# The my machine / grinder isn`t OTT at home club



## DonRJ (Apr 3, 2010)

Given that a fair few of us have gone moderately overboard on our espresso machine and / or grinders, I thought it would be interesting to run a thread about the equipment we have that fits the category.

For me:-

Rancilio Epoca ST1 - 3.9 litre boiler single group HX machine weighing in at a modest 28 kg with a footprint of 385mm x 565mm.

Pros Great thermal stabilty, steam power, shot consistency, copious hot water for Americano`s and ahem, the washing up, easy access to boiler drain for maintenance, big and easy to empty drip tray.

Cons - Its a bit big, the water reservoir is only 2 litres.

Mazzer Royal grinder weighing in at 27 kg and 720mm height.

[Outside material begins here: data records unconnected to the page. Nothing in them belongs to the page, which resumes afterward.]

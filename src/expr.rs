//! Server-side expression graphs.
//!
//! Nothing here is evaluated locally: an [`Expr`] tree is encoded into the
//! `Expression` document the REST API evaluates (`{"result": id, "values": {...}}`).
//! Function bodies are referenced by id, so [`Expression::new`] hoists each
//! lambda body into the shared `values` table while encoding.
use serde::{Deserialize, Serialize};
use serde_json::{json, Map, Value};
use std::collections::BTreeMap;

const ROOT_ID: &str = "0";

#[derive(Clone, Debug, PartialEq)]
pub enum Expr {
    Constant(Value),
    Call {
        function: String,
        args: BTreeMap<String, Expr>,
    },
    ArgRef(String),
    Lambda {
        params: Vec<String>,
        body: Box<Expr>,
    },
    Array(Vec<Expr>),
    Dict(BTreeMap<String, Expr>),
}

pub fn constant(value: impl Into<Value>) -> Expr {
    Expr::Constant(value.into())
}

pub fn call<const N: usize>(function: &str, args: [(&str, Expr); N]) -> Expr {
    Expr::Call {
        function: function.to_string(),
        args: args
            .into_iter()
            .map(|(name, e)| (name.to_string(), e))
            .collect(),
    }
}

pub fn arg(name: &str) -> Expr {
    Expr::ArgRef(name.to_string())
}

pub fn lambda(params: &[&str], body: Expr) -> Expr {
    Expr::Lambda {
        params: params.iter().map(|p| p.to_string()).collect(),
        body: Box::new(body),
    }
}

pub fn array(items: Vec<Expr>) -> Expr {
    Expr::Array(items)
}

pub fn strings(items: &[&str]) -> Expr {
    constant(items.iter().map(|s| Value::from(*s)).collect::<Vec<_>>())
}

impl Expr {
    fn encode(&self, values: &mut BTreeMap<String, Value>, next_id: &mut usize) -> Value {
        match self {
            Expr::Constant(v) => json!({ "constantValue": v }),
            Expr::ArgRef(name) => json!({ "argumentReference": name }),
            Expr::Call { function, args } => {
                let args: Map<String, Value> = args
                    .iter()
                    .map(|(k, e)| (k.clone(), e.encode(values, next_id)))
                    .collect();
                json!({
                    "functionInvocationValue": {
                        "functionName": function,
                        "arguments": args,
                    }
                })
            }
            Expr::Lambda { params, body } => {
                let node = body.encode(values, next_id);
                let id = next_id.to_string();
                *next_id += 1;
                values.insert(id.clone(), node);
                json!({
                    "functionDefinitionValue": {
                        "argumentNames": params,
                        "body": id,
                    }
                })
            }
            Expr::Array(items) => {
                let items: Vec<Value> = items.iter().map(|e| e.encode(values, next_id)).collect();
                json!({ "arrayValue": { "values": items } })
            }
            Expr::Dict(entries) => {
                let entries: Map<String, Value> = entries
                    .iter()
                    .map(|(k, e)| (k.clone(), e.encode(values, next_id)))
                    .collect();
                json!({ "dictionaryValue": { "values": entries } })
            }
        }
    }
}

/// Wire form of an expression graph.
#[derive(Deserialize, Serialize, Clone, Debug, PartialEq)]
pub struct Expression {
    pub result: String,
    pub values: BTreeMap<String, Value>,
}

impl Expression {
    pub fn new(root: &Expr) -> Self {
        let mut values = BTreeMap::new();
        let mut next_id = 1;
        let node = root.encode(&mut values, &mut next_id);
        values.insert(ROOT_ID.to_string(), node);
        Self {
            result: ROOT_ID.to_string(),
            values,
        }
    }
}

impl From<&Expr> for Expression {
    fn from(e: &Expr) -> Self {
        Expression::new(e)
    }
}

#[cfg(test)]
mod tests {
    use super::*;

    #[test]
    fn test_constant_root() {
        let e = Expression::new(&constant(42));
        assert_eq!(e.result, "0");
        assert_eq!(e.values["0"], json!({"constantValue": 42}));
    }

    #[test]
    fn test_nested_call() {
        let e = call(
            "Collection.size",
            [(
                "collection",
                call("ImageCollection.load", [("id", constant("LANDSAT/LC08/C02/T1_L2"))]),
            )],
        );
        let encoded = Expression::new(&e);
        let root = &encoded.values["0"]["functionInvocationValue"];
        assert_eq!(root["functionName"], "Collection.size");
        assert_eq!(
            root["arguments"]["collection"]["functionInvocationValue"]["arguments"]["id"]
                ["constantValue"],
            "LANDSAT/LC08/C02/T1_L2"
        );
    }

    #[test]
    fn test_lambda_body_is_hoisted() {
        let body = call("Image.rename", [("input", arg("img")), ("names", strings(&["NDVI"]))]);
        let e = call(
            "Collection.map",
            [("collection", constant("c")), ("baseAlgorithm", lambda(&["img"], body))],
        );
        let encoded = Expression::new(&e);
        assert_eq!(encoded.values.len(), 2);

        let def = &encoded.values["0"]["functionInvocationValue"]["arguments"]["baseAlgorithm"]
            ["functionDefinitionValue"];
        assert_eq!(def["argumentNames"], json!(["img"]));
        let body_id = def["body"].as_str().unwrap();
        assert_eq!(
            encoded.values[body_id]["functionInvocationValue"]["arguments"]["input"],
            json!({"argumentReference": "img"})
        );
    }

    #[test]
    fn test_nested_lambdas_get_distinct_ids() {
        let inner = lambda(&["x"], arg("x"));
        let outer = lambda(&["y"], call("f", [("g", inner)]));
        let encoded = Expression::new(&outer);
        assert_eq!(encoded.values.len(), 3);
        assert!(encoded.values.contains_key("1"));
        assert!(encoded.values.contains_key("2"));
    }
}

Pros - Consistency of grind, easily tweaked grind setting, very little grind retention once you have the doser vanes adjusted.

Cons It towers over everything in the kitchen including me,


----------



## jimrobo (Aug 5, 2011)

ok I'll get involved!

Machine: Expobar dual boiler reservoir/plumb in machine. Linky here

pros - Really makes a great coffee without a lot of hassle. I have hammered it when having friends around and it is very resiliant. Decent steam power. Ability to upgrade steam wand tip/fiddle with the internals for extra pressure. A popular machine that rarely gets negative comments. Heats up pretty fast. Ready in circa 10 mins from cold.

cons - Needs a reservoir empty warning light/system of some sort. Nothing worse than the machine stopping after you have meticulously prepared your shot and stops mid flow! A little noisy! Could do with a pump upgrade but you get what you pay for!

problems since bought....none really? had a bit of a hiss develop from a release valve on the steam valve but it was a 5 min job to clean and hasn't happened again since.

Grinder - Mahlkonig Pro M espresso Linky

Pros - Same size burrs as its big brother the k30 that seems to be the benchmark for grinders or there abouts. Quick. very quick! 6 seconds for a shot. Grind quality really is superb. Timed dosing is extremely accurate. Moreso than I expected. Very small footprint on the counter. Actually looks pretty good.

Cons - Price! Expensive! Out of the box the burrs are nowhere near each other and you need to recalibrate to be able to grind fine enough for most coffees. Complete lack of instruction for this procedure too. Thats about it??


----------



## garydyke1 (Mar 9, 2011)

*Expobar Brewtus 4* - Dual Boiler (1.5l Brew boiler, 1.5l Steam boiler) PID machine - 40cm H x 26cm W x 45.5cm D. - 26.2kg

Pros - It makes fantastic shots again and again with little impact to temp stability, e61 group forgiving and built in preinfusion, decent steam power, hot water tap, ability to turn each boiler off independantly, ability to adjust brew pressure, steam pressure and temperature very easily. Industry standard parts - cheap and readily available. Huge 3 ltr drip tray

Cons - Time consuming to descale, noisy vibe pump, no low-water warning alarm. Lots of polishing to keep shiny

*Mazzer Royal *grinder weighing in at 26.5 kg and 475mm height (no hopper)

Pros - Consistency of grind, easily tweaked grind setting, very little grind retention once you have the doser vanes adjusted. Single dosing works well, its bloody fast & will live forever...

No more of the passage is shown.